Shared decision-making is essential to improve adherence by involving patients in treatment choices and respecting their preferences, particularly during transition from paediatric to adult care when adherence often declines. Addressing psychological factors, such as fear of side effects and the nocebo effect, through empathetic communication can further enhance adherence72, 73, 81.

Information on new therapies and clinical trials may further support motivation and engagement. Overall, improving adherence requires a multifaceted approach combining lifestyle alignment, patient involvement, psychological support, and education on future treatment options to optimise lipid management and reduce cardiovascular disease burden.

Understanding genetic test results

The genetic basis of FH and other inherited lipid disorders, as well as the benefits of genetic testing, may be difficult for patients to understand. Specialized lipid clinics should therefore allocate sufficient time to pre- and post-test genetic counselling, either within the clinic or in collaboration with genetic departments. Adequate time for discussion helps build trust and improves adherence. Supplementary printed, digital, or audiovisual materials, as well as patient organisations, can further support understanding and shared experience.
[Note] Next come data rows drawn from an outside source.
//! Menu configuration.
//!
//! Every field has a default, so a configuration file only needs to name
//! the values it changes:
//!
//! ```yaml
//! direction: rtl
//! open_delay_ms: 150
//! metrics:
//!   width: 240
//! ```

use crate::error::{MenuError, Result};
use crate::item::ItemKind;
use crate::positioning::Placement;
use cascade_core::Direction;
use serde::{Deserialize, Serialize};

/// Reference vertical layout of a menu surface.
#[derive(Debug, Clone, Copy, PartialEq, Serialize, Deserialize)]
#[serde(default)]
pub struct LayoutMetrics {
    /// Height of actionable rows (actions, checkboxes, radios, submenu triggers)
    pub item_height: f32,
    /// Height of a separator row
    pub separator_height: f32,
    /// Height of a group label row
    pub label_height: f32,
    /// Inner padding of the surface
    pub padding: f32,
    /// Surface width
    pub width: f32,
}

impl Default for LayoutMetrics {
    fn default() -> Self {
        Self {
            item_height: 32.0,
            separator_height: 9.0, // 1px line + 4px padding each side
            label_height: 24.0,
            padding: 5.0,
            width: 200.0,
        }
    }
}

impl LayoutMetrics {
    /// Row height for an entry kind.
    #[must_use]
    pub const fn row_height(&self, kind: &ItemKind) -> f32 {
        match kind {
            ItemKind::Separator => self.separator_height,
            ItemKind::Label => self.label_height,
            _ => self.item_height,
        }
    }
}

/// Interaction and layout settings shared by a menu tree.
#[derive(Debug, Clone, PartialEq, Serialize, Deserialize)]
#[serde(default)]
pub struct MenuConfig {
    /// Reading direction
    pub direction: Direction,
    /// Hover dwell before a submenu opens
    pub open_delay_ms: u64,
    /// Touch/pen press duration that opens a context menu
    pub long_press_ms: u64,
    /// Idle time after which the typeahead buffer clears
    pub typeahead_timeout_ms: u64,
    /// Vertical bleed of the pointer grace polygon
    pub grace_padding: f32,
    /// Block pointer interaction outside open surfaces
    pub modal: bool,
    /// Reference layout
    pub metrics: LayoutMetrics,
    /// Root placement for dropdown menus
    pub dropdown_placement: Placement,
    /// Root placement for context menus (direction-aware default when unset)
    pub context_placement: Option<Placement>,
}

impl Default for MenuConfig {
    fn default() -> Self {
        Self {
            direction: Direction::Ltr,
            open_delay_ms: 100,
            long_press_ms: 700,
            typeahead_timeout_ms: 1000,
            grace_padding: 5.0,
            modal: true,
            metrics: LayoutMetrics::default(),
            dropdown_placement: Placement::dropdown(),
            context_placement: None,
        }
    }
}

impl MenuConfig {
    /// Parse a configuration from YAML and validate it.
    pub fn from_yaml(yaml: &str) -> Result<Self> {
        let config: Self = serde_yaml_ng::from_str(yaml)?;
        config.validate()?;
        Ok(config)
    }

    /// Parse a configuration from TOML and validate it.
    pub fn from_toml(toml_str: &str) -> Result<Self> {
        let config: Self = toml::from_str(toml_str)?;
        config.validate()?;
        Ok(config)
    }

    /// Serialize to YAML.
    pub fn to_yaml(&self) -> Result<String> {
        Ok(serde_yaml_ng::to_string(self)?)
    }

    /// Set the reading direction.
    #[must_use]
    pub const fn with_direction(mut self, direction: Direction) -> Self {
        self.direction = direction;
        self
    }

    /// Check value ranges.
    pub fn validate(&self) -> Result<()> {
        let m = &self.metrics;
        for (field, value) in [
            ("metrics.item_height", m.item_height),
            ("metrics.width", m.width),
        ] {
            if !(value.is_finite() && value > 0.0) {
                return Err(MenuError::invalid(field, format!("must be positive, got {value}")));
            }
        }
        for (field, value) in [
            ("metrics.separator_height", m.separator_height),
            ("metrics.label_height", m.label_height),
            ("metrics.padding", m.padding),
            ("grace_padding", self.grace_padding),
        ] {
            if !(value.is_finite() && value >= 0.0) {
                return Err(MenuError::invalid(
                    field,
                    format!("must not be negative, got {value}"),
                ));
            }
        }
        if m.padding * 2.0 >= m.width {
            return Err(MenuError::invalid(
                "metrics.padding",
                "leaves no room for items",
            ));
        }
        if self.typeahead_timeout_ms == 0 {
            return Err(MenuError::invalid("typeahead_timeout_ms", "must be non-zero"));
        }
        if self.long_press_ms == 0 {
            return Err(MenuError::invalid("long_press_ms", "must be non-zero"));
        }
        for (field, placement) in [
            ("dropdown_placement", Some(&self.dropdown_placement)),
            ("context_placement", self.context_placement.as_ref()),
        ] {
            if let Some(p) = placement {
                if !(p.collision_padding.is_finite() && p.collision_padding >= 0.0) {
                    return Err(MenuError::invalid(field, "collision_padding must not be negative"));
                }
            }
        }
        Ok(())
    }

    /// Root placement for context menus.
    #[must_use]
    pub fn context_placement(&self) -> Placement {
        self.context_placement
            .unwrap_or_else(|| Placement::context(self.direction))
    }

    /// Placement of submenus next to their trigger items.
    #[must_use]
    pub fn submenu_placement(&self) -> Placement {
        Placement::submenu(self.direction, self.metrics.padding)
    }
}

#[cfg(test)]
mod tests {
    use super::*;
    use crate::positioning::Side;

    #[test]
    fn test_defaults() {
        let config = MenuConfig::default();
        assert_eq!(config.direction, Direction::Ltr);
        assert_eq!(config.open_delay_ms, 100);
        assert_eq!(config.long_press_ms, 700);
        assert_eq!(config.typeahead_timeout_ms, 1000);
        assert_eq!(config.grace_padding, 5.0);
        assert!(config.modal);
        assert_eq!(config.metrics.item_height, 32.0);
        assert_eq!(config.metrics.separator_height, 9.0);
        assert_eq!(config.metrics.padding, 5.0);
        assert_eq!(config.metrics.width, 200.0);
        assert!(config.validate().is_ok());
    }

    #[test]
    fn test_row_heights() {
        let m = LayoutMetrics::default();
        assert_eq!(
            m.row_height(&ItemKind::Action {
                action: "a".into()
            }),
            32.0
        );
        assert_eq!(m.row_height(&ItemKind::Separator), 9.0);
        assert_eq!(m.row_height(&ItemKind::Label), 24.0);
    }

    #[test]
    fn test_from_yaml_partial() {
        let config = MenuConfig::from_yaml(
            "direction: rtl\nopen_delay_ms: 150\nmetrics:\n  width: 240\n",
        )
        .expect("valid yaml");
        assert_eq!(config.direction, Direction::Rtl);
        assert_eq!(config.open_delay_ms, 150);
        assert_eq!(config.metrics.width, 240.0);
        assert_eq!(config.metrics.item_height, 32.0);
        assert_eq!(config.long_press_ms, 700);
    }

    #[test]
    fn test_from_toml() {
        let config = MenuConfig::from_toml(
            "typeahead_timeout_ms = 500\nmodal = false\n[metrics]\npadding = 4.0\n",
        )
        .expect("valid toml");
        assert_eq!(config.typeahead_timeout_ms, 500);
        assert!(!config.modal);
        assert_eq!(config.metrics.padding, 4.0);
        assert_eq!(config.submenu_placement().side_offset, 4.0);
        assert_eq!(config.submenu_placement().align_offset, -4.0);
    }

    #[test]
    fn test_from_yaml_rejects_negative_metrics() {
        let err = MenuConfig::from_yaml("metrics:\n  item_height: -1\n").unwrap_err();
        assert!(matches!(
            err,
            MenuError::InvalidConfig {
                field: "metrics.item_height",
                ..
            }
        ));
    }

    #[test]
    fn test_validate_rejects_bad_values() {
        let mut config = MenuConfig::default();
        config.grace_padding = -2.0;
        assert!(config.validate().is_err());

        let mut config = MenuConfig::default();
        config.metrics.padding = 150.0;
        assert!(config.validate().is_err());

        let mut config = MenuConfig::default();
        config.typeahead_timeout_ms = 0;
        assert!(config.validate().is_err());

        let mut config = MenuConfig::default();
        config.context_placement = Some(Placement::dropdown().with_collision_padding(-1.0));
        assert!(config.validate().is_err());
    }

    #[test]
    fn test_invalid_yaml_is_error() {
        let err = MenuConfig::from_yaml("open_delay_ms: [1, 2").unwrap_err();
        assert!(matches!(err, MenuError::Yaml(_)));
    }

    #[test]
    fn test_invalid_toml_is_error() {
        let err = MenuConfig::from_toml("open_delay_ms = \"soon\"").unwrap_err();
        assert!(matches!(err, MenuError::Toml(_)));
    }

    #[test]
    fn test_context_placement_follows_direction() {
        let ltr = MenuConfig::default();
        assert_eq!(ltr.context_placement().side, Side::Right);
        let rtl = MenuConfig::default().with_direction(Direction::Rtl);
        assert_eq!(rtl.context_placement().side, Side::Left);
        assert_eq!(rtl.submenu_placement().side, Side::Left);

        let mut fixed = MenuConfig::default().with_direction(Direction::Rtl);
        fixed.context_placement = Some(Placement::context(Direction::Ltr));
        assert_eq!(fixed.context_placement().side, Side::Right);
    }

    #[test]
    fn test_yaml_roundtrip() {
        let config = MenuConfig::default().with_direction(Direction::Rtl);
        let yaml = config.to_yaml().expect("serialize");
        let back = MenuConfig::from_yaml(&yaml).expect("parse");
        assert_eq!(config, back);
    }
}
Patients should be informed about the genetic basis of disease, associated risks, and the possibility of testing relatives. With advanced genetic testing, correct interpretation is essential, including distinguishing pathogenic, benign, or uncertain variants and linking them to clinical phenotype. This requires close collaboration with diagnostic laboratories, possible involvement of clinical geneticists (Figure 6), and clear communication with patients. While genetic testing refines diagnosis and risk assessment, the clinical phenotype remains central, even when no pathogenic variant is identified.

Patients should also receive guidance on implications for offspring and family planning within a structured counselling process, including reproductive risks and support during decision-making, pregnancy, and prenatal planning.

These recommendations are based on expert opinion and experience from European clinical practice and patient organizations.